Stored data entries
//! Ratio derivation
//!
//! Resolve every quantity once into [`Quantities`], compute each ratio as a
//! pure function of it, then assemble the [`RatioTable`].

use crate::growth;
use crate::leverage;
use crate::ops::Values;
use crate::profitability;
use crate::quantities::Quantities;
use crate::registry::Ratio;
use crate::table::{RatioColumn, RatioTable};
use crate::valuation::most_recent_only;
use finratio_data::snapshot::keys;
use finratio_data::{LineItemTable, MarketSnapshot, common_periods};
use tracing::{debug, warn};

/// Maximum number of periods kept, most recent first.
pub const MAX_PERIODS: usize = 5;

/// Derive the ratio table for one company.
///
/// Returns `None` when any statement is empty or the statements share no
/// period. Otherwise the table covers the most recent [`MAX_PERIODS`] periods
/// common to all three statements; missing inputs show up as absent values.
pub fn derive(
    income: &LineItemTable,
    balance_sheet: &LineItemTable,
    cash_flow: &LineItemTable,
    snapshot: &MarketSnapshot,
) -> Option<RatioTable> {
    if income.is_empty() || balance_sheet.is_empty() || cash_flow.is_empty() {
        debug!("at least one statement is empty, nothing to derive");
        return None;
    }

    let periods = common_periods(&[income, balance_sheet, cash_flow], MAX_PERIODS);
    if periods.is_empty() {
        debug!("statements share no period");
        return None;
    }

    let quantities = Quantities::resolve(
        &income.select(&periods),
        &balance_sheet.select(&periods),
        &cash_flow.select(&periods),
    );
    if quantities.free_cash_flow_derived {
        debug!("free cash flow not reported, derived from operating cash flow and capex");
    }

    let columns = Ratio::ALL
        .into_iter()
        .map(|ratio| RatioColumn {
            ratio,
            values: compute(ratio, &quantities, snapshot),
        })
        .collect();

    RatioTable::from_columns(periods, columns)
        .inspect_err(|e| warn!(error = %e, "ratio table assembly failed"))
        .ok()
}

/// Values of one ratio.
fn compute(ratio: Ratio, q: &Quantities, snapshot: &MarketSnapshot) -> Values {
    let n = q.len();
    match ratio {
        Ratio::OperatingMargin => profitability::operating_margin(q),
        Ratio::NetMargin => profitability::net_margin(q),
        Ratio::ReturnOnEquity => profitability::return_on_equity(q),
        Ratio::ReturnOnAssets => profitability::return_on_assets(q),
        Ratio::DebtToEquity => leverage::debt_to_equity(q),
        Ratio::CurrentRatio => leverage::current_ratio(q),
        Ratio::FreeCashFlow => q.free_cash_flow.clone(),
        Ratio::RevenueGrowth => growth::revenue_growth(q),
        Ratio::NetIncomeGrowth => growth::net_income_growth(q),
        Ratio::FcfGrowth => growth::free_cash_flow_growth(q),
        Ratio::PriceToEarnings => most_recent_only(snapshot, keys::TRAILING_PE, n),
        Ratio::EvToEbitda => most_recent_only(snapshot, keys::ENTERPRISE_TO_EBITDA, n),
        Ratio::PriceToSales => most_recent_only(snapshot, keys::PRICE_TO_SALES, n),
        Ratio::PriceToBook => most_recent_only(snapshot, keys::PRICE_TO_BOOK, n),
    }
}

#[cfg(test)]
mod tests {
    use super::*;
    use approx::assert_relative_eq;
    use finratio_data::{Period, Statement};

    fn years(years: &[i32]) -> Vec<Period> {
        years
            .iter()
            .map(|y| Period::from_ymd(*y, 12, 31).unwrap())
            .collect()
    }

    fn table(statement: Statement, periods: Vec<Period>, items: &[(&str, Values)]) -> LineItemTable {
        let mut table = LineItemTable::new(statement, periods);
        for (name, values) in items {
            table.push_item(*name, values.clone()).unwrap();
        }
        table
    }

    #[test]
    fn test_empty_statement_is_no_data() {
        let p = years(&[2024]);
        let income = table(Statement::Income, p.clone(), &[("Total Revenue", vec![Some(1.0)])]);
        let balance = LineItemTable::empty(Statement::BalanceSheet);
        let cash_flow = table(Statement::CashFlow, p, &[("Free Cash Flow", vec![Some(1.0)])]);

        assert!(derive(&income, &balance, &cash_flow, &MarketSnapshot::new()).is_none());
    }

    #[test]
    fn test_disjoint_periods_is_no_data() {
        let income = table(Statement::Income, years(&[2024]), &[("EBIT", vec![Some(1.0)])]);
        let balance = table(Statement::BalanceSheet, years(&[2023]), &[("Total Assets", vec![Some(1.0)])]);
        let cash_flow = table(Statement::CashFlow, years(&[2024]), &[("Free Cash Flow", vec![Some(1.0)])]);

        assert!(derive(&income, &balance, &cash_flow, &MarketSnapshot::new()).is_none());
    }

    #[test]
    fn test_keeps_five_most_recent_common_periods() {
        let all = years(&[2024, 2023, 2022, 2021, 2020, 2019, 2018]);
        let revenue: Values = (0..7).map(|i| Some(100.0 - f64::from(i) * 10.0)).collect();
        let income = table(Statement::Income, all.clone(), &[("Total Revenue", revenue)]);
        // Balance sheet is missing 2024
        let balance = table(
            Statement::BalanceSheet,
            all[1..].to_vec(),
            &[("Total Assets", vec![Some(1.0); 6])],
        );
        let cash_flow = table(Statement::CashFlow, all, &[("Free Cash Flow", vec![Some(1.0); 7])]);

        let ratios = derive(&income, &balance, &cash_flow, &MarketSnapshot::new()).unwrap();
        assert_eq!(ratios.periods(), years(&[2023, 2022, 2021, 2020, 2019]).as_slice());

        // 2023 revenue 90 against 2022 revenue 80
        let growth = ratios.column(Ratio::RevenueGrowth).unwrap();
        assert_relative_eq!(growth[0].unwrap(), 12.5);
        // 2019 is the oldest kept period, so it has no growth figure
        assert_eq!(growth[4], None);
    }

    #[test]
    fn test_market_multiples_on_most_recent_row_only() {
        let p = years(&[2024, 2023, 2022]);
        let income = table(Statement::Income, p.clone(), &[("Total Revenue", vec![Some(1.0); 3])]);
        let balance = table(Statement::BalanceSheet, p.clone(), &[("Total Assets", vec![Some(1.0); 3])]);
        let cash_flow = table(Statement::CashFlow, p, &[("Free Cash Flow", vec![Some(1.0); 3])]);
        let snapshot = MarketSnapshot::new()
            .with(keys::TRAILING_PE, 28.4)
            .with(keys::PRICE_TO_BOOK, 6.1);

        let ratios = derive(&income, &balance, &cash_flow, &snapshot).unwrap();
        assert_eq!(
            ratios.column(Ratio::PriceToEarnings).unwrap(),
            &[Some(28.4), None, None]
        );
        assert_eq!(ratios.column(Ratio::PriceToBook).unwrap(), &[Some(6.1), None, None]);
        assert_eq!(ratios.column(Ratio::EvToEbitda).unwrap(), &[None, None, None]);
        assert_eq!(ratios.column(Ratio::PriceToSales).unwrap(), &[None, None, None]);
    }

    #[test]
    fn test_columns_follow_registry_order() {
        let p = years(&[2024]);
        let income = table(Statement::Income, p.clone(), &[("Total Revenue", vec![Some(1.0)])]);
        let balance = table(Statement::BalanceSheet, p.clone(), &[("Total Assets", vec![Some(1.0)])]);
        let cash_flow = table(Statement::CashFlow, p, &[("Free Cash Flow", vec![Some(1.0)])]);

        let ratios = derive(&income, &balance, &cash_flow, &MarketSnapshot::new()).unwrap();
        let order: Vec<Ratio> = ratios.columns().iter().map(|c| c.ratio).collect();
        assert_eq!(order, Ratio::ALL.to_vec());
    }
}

WHAT TO PRODUCE: Search the records for the word "PriceToSales", then list every line that has it.

SOLUTION TO THIS PROBLEM:
        Ratio::PriceToSales => most_recent_only(snapshot, keys::PRICE_TO_SALES, n),
        assert_eq!(ratios.column(Ratio::PriceToSales).unwrap(), &[None, None, None]);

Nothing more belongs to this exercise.